However moderate these aims were, mild opposition arose among the powerful paulista coffee oligarchs who had grown accustomed to their domination of Brazilian politics. His tenuous collation also lacked a coherent program, being committed to a broad vision of modernization, but little else more definitive. Having to balance such conflicting ideological constituencies, regionalism, and economic interests in such a vast, diverse, and socio-economically varied nation would, thus, not only explain the sole constancy that marked Vargas’ long career—abrupt shifts in alliances and ideologies, but also his eventual dictatorship , modeled surprisingly along the lines of European Fascism, considering the liberal roots of his regime. Vargas, in effect, sought to forge a corporatist, centralized state along Fascist lines to mitigate these disparate class interests and to quell disorder during a chaotic interwar era.

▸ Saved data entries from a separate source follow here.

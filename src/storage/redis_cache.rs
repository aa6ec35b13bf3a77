//! Redis-backed token cache shared by every service instance
//!
//! Tokens are stored as plain string keys with a TTL. Each subject also gets a
//! set of its token keys so that sign-out can find them without a keyspace scan.

use async_trait::async_trait;
use redis::aio::ConnectionManager;
use redis::AsyncCommands;
use std::time::Duration;

use super::traits::TokenCache;
use crate::constants::SUBJECT_INDEX_PREFIX;
use crate::error::Result;

pub struct RedisTokenCache {
    connection: ConnectionManager,
}

impl RedisTokenCache {
    /// Connect to the cache at `url` (`redis://host:port/db`)
    pub async fn connect(url: &str) -> Result<Self> {
        let client = redis::Client::open(url)?;
        let connection = ConnectionManager::new(client).await?;
        log::info!("Connected to token cache at {}", url);
        Ok(Self { connection })
    }

    fn subject_key(subject_id: &str) -> String {
        format!("{}{}", SUBJECT_INDEX_PREFIX, subject_id)
    }
}

/// Redis rejects a zero expiry
fn ttl_secs(ttl: Duration) -> u64 {
    ttl.as_secs().max(1)
}

#[async_trait]
impl TokenCache for RedisTokenCache {
    async fn set(&self, subject_id: &str, key: &str, value: &str, ttl: Duration) -> Result<()> {
        let mut conn = self.connection.clone();
        let secs = ttl_secs(ttl);
        let index = Self::subject_key(subject_id);

        // The index lives as long as its longest-lived member: NX sets a first
        // expiry, GT only ever extends it.
        let _: () = redis::pipe()
            .atomic()
            .set_ex(key, value, secs)
            .ignore()
            .sadd(&index, key)
            .ignore()
            .cmd("EXPIRE")
            .arg(&index)
            .arg(secs)
            .arg("NX")
            .ignore()
            .cmd("EXPIRE")
            .arg(&index)
            .arg(secs)
            .arg("GT")
            .ignore()
            .query_async(&mut conn)
            .await?;
        Ok(())
    }

    async fn get(&self, key: &str) -> Result<Option<String>> {
        let mut conn = self.connection.clone();
        let value: Option<String> = conn.get(key).await?;
        Ok(value)
    }

    async fn delete(&self, key: &str) -> Result<()> {
        let mut conn = self.connection.clone();
        let _: usize = conn.del(key).await?;
        Ok(())
    }

    async fn delete_by_subject(&self, subject_id: &str) -> Result<usize> {
        let mut conn = self.connection.clone();
        let index = Self::subject_key(subject_id);

        let keys: Vec<String> = conn.smembers(&index).await?;
        if keys.is_empty() {
            return Ok(0);
        }

        // Only the members read above leave the index; a key added meanwhile
        // by a concurrent sign-in stays findable for the next sign-out.
        let (removed,): (usize,) = redis::pipe()
            .atomic()
            .del(&keys)
            .srem(&index, &keys)
            .ignore()
            .query_async(&mut conn)
            .await?;
        Ok(removed)
    }
}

Vargas' Interim Presidency

Vargas would develop in response what Thomas E. Skidmore and Peter H. Smith called “a legal hybrid” between the regimes of Mussolini’s Italy and Salazar’s Portuguese Estado Nôvo , copied repressive fascist tactics, and conveyed their same rejection of liberal capitalism , but attained power baring few indications of his future quasi-fascist polices. As a candidate in 1930 Vargas utilized populist rhetoric to promote bourgeois concerns, thus opposing the primacy—but not the legitimacy—of the paulista coffee oligarchy and the landed elites, who had little interest in protecting and promoting industry. Vargas during this period sought to bring Brazil out of the Great Depression through orthodox policies.

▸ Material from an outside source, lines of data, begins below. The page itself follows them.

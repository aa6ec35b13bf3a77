//! Security-focused logging module to track authentication events

use std::collections::HashMap;
use std::sync::Arc;
use std::time::{Duration, Instant};
use tokio::sync::RwLock;

/// Types of security events to track
#[derive(Debug, Clone)]
pub enum SecurityEvent {
    // Provisioning events
    AccountProvisioned { user_id: String },
    ProvisioningRejected { reasons: usize },

    // Authentication events
    AuthenticationFailed { user_id: Option<String>, reason: String },
    AuthenticationSuccess { user_id: String },
    TokensIssued { user_id: String, access_jti: String, refresh_jti: String },
    IssuanceFailed { user_id: String, error: String },
    SignedOut { user_id: String, tokens_removed: usize },

    // Token checks
    TokenValidationFailed { reason: String },
    TokenRevoked { user_id: String, token_id: String },

    // System security
    ConfigurationError { component: String, error: String },
}

impl SecurityEvent {
    /// Counter key for this kind of event
    fn key(&self) -> &'static str {
        match self {
            SecurityEvent::AccountProvisioned { .. } => "account_provisioned",
            SecurityEvent::ProvisioningRejected { .. } => "provisioning_rejected",
            SecurityEvent::AuthenticationFailed { .. } => "auth_failed",
            SecurityEvent::AuthenticationSuccess { .. } => "auth_success",
            SecurityEvent::TokensIssued { .. } => "tokens_issued",
            SecurityEvent::IssuanceFailed { .. } => "issuance_failed",
            SecurityEvent::SignedOut { .. } => "signed_out",
            SecurityEvent::TokenValidationFailed { .. } => "token_validation_failed",
            SecurityEvent::TokenRevoked { .. } => "token_revoked",
            SecurityEvent::ConfigurationError { .. } => "config_error",
        }
    }
}

/// Security event with timestamp
#[derive(Debug, Clone)]
struct TimestampedEvent {
    event: SecurityEvent,
    timestamp: Instant,
}

/// Security logger for tracking and alerting on security events
pub struct SecurityLogger {
    events: Arc<RwLock<Vec<TimestampedEvent>>>,
    event_counts: Arc<RwLock<HashMap<String, usize>>>,
    alert_counts: Arc<RwLock<HashMap<String, usize>>>,
    max_events: usize,
    alert_thresholds: HashMap<String, usize>,
}

impl SecurityLogger {
    /// Create a new security logger
    pub fn new() -> Self {
        let mut alert_thresholds = HashMap::new();
        alert_thresholds.insert("auth_failed".to_string(), 5);
        alert_thresholds.insert("token_validation_failed".to_string(), 10);
        alert_thresholds.insert("token_revoked".to_string(), 5);
        alert_thresholds.insert("issuance_failed".to_string(), 1);
        alert_thresholds.insert("config_error".to_string(), 1);

        Self {
            events: Arc::new(RwLock::new(Vec::new())),
            event_counts: Arc::new(RwLock::new(HashMap::new())),
            alert_counts: Arc::new(RwLock::new(HashMap::new())),
            max_events: 10000,
            alert_thresholds,
        }
    }

    /// Log a security event
    pub async fn log_event(&self, event: SecurityEvent) {
        let event_key = event.key();

        {
            let mut events = self.events.write().await;
            events.push(TimestampedEvent {
                event: event.clone(),
                timestamp: Instant::now(),
            });

            // Limit memory usage
            if events.len() > self.max_events {
                let events_to_remove = events.len() - self.max_events;
                events.drain(0..events_to_remove);
            }
        }

        {
            let mut counts = self.event_counts.write().await;
            *counts.entry(event_key.to_string()).or_insert(0) += 1;
        }

        // Alert counters reset after each alert, totals above do not
        if let Some(&threshold) = self.alert_thresholds.get(event_key) {
            let mut pending = self.alert_counts.write().await;
            let count = pending.entry(event_key.to_string()).or_insert(0);
            *count += 1;
            if *count >= threshold {
                self.trigger_alert(event_key, *count, &event);
                *count = 0;
            }
        }

        match event {
            SecurityEvent::AccountProvisioned { user_id } => {
                log::info!("SECURITY: Account provisioned - User: {}", user_id);
            }
            SecurityEvent::ProvisioningRejected { reasons } => {
                log::info!("SECURITY: Account provisioning rejected - {} reason(s)", reasons);
            }
            SecurityEvent::AuthenticationFailed { user_id, reason } => {
                log::warn!("SECURITY: Authentication failed - User: {:?}, Reason: {}", user_id, reason);
            }
            SecurityEvent::AuthenticationSuccess { user_id } => {
                log::info!("SECURITY: Authentication success - User: {}", user_id);
            }
            SecurityEvent::TokensIssued { user_id, access_jti, refresh_jti } => {
                log::info!(
                    "SECURITY: Token pair issued - User: {}, Access: {}, Refresh: {}",
                    user_id, access_jti, refresh_jti
                );
            }
            SecurityEvent::IssuanceFailed { user_id, error } => {
                log::error!("SECURITY: Token issuance failed - User: {}, Error: {}", user_id, error);
            }
            SecurityEvent::SignedOut { user_id, tokens_removed } => {
                log::info!("SECURITY: Signed out - User: {}, Tokens removed: {}", user_id, tokens_removed);
            }
            SecurityEvent::TokenValidationFailed { reason } => {
                log::warn!("SECURITY: Token validation failed - Reason: {}", reason);
            }
            SecurityEvent::TokenRevoked { user_id, token_id } => {
                log::warn!("SECURITY: Revoked token presented - User: {}, Token: {}", user_id, token_id);
            }
            SecurityEvent::ConfigurationError { component, error } => {
                log::error!("SECURITY: Configuration error - Component: {}, Error: {}", component, error);
            }
        }
    }

    fn trigger_alert(&self, event_type: &str, count: usize, sample_event: &SecurityEvent) {
        log::error!("SECURITY ALERT: {} events of type '{}' detected", count, event_type);
        log::error!("Sample event: {:?}", sample_event);
    }

    /// Get recent security events
    pub async fn get_recent_events(&self, duration: Duration) -> Vec<SecurityEvent> {
        let events = self.events.read().await;
        let now = Instant::now();

        events
            .iter()
            .filter(|event| now.duration_since(event.timestamp) <= duration)
            .map(|event| event.event.clone())
            .collect()
    }

    /// Total number of events per kind since start-up
    pub async fn get_event_stats(&self) -> HashMap<String, usize> {
        self.event_counts.read().await.clone()
    }

    /// Clean up old events
    pub async fn cleanup_old_events(&self, max_age: Duration) {
        let mut events = self.events.write().await;
        let now = Instant::now();

        events.retain(|event| now.duration_since(event.timestamp) <= max_age);
    }

    /// Start periodic cleanup task
    pub fn start_cleanup_task(self: Arc<Self>) {
        tokio::spawn(async move {
            let mut interval = tokio::time::interval(Duration::from_secs(300)); // Every 5 minutes
            loop {
                interval.tick().await;
                self.cleanup_old_events(Duration::from_secs(3600 * 24)).await; // Keep 24 hours
            }
        });
    }
}

impl Default for SecurityLogger {
    fn default() -> Self {
        Self::new()
    }
}

#[cfg(test)]
mod tests {
    use super::*;

    #[tokio::test]
    async fn test_events_are_counted() {
        let logger = SecurityLogger::new();
        for _ in 0..7 {
            logger
                .log_event(SecurityEvent::AuthenticationFailed {
                    user_id: None,
                    reason: "invalid_credentials".to_string(),
                })
                .await;
        }
        logger
            .log_event(SecurityEvent::AuthenticationSuccess { user_id: "u1".to_string() })
            .await;

        let stats = logger.get_event_stats().await;
        assert_eq!(stats.get("auth_failed"), Some(&7));
        assert_eq!(stats.get("auth_success"), Some(&1));
        assert_eq!(logger.get_recent_events(Duration::from_secs(60)).await.len(), 8);
    }

    #[tokio::test]
    async fn test_cleanup_drops_old_events() {
        let logger = SecurityLogger::new();
        logger
            .log_event(SecurityEvent::SignedOut { user_id: "u1".to_string(), tokens_removed: 2 })
            .await;
        tokio::time::sleep(Duration::from_millis(20)).await;
        logger.cleanup_old_events(Duration::from_millis(1)).await;
        assert!(logger.get_recent_events(Duration::from_secs(60)).await.is_empty());
    }
}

Like Franklin Roosevelt, his first steps focused on economic stimulus. A state interventionist policy utilizing tax breaks, lowered duties, and import quotas allowed Vargas to expand the domestic industrial base. Vargas linked his pro-industrial policies to nationalism, advocating heavy tariffs to “perfect our manufacturers to the point where it will become unpatriotic to feed or clothe ourselves with imported goods” . In his early years, Vargas also relied on the support of the tenentes, junior military officers, who had long been active against the ruling coffee oligarchy, staging their own failed revolt in 1922. Vargas also quelled a paulista female worker’s strike by co-opting much of their platform and requiring their “factory commissions” to use government mediation in the future. Vargas, reflecting the influence of the tenentes, even advocated a program of social welfare and reform similar to the New Deal.

Constitution of 1934

The parallels between Vargas and the European police states began to appear by 1934, when a new constitution was enacted with direct fascist influence. Vargas would thus take state intervention much further, to the point of mimicking fascist economics—private ownership maintained though state organization of the productive forces. Brazil’s 1934 constitution, passed on 16 July, contained provisions that resembled Italian corporatism, which had the enthusiastic support of the pro-fascist wing of the disparate tenente movement and industrialists, who were attracted to Mussolini’s co-optation of unions through state-run, sham syndicates. Like in Italy, and later Spain and Germany, Fascist-style programs would serve two important aims, stimulating industrial growth (under the guise of nationalism) and suppressing the left. Its stated purpose, however, like in Italy, was uniting all classes in mutual interests. The constitution established a new Chamber of Deputies that placed government authority over the private economy , which established a system of state-guided capitalism aimed at industrialization and reducing foreign dependency.

Corporatism in Brazil

After 1934, the regime designated corporate representatives according to class and profession , but maintained private ownership of Brazilian-owned business. Based on a façade of increased labor rights and social investment, Brazilian corporatism, in Italy, was actually a strategy to increase industrial output utilizing a strong nationalist appeal. Vargas, and later Juan Peron in neighboring Argentina, another quasi-fascist, emulated Mussolini’s strategy of mediating class disputes and co-opting workers’ demands under the banner of nationalism. Under the guise of workers’ rights also, he greatly expanded labor regulations with the consent of industry, pacified by strong industrial growth. While simultaneously expanding the mandated rights of workers, Vargas, like Mussolini, decimated unions independent of his state syndicates. The new constitution, drafted by Vargas allies, dramatically expanded social programs and set a minimum wage but also denied illiterates (largely the underclass) the right to vote and placed stringent limits on union organizing and “unauthorized” strikes.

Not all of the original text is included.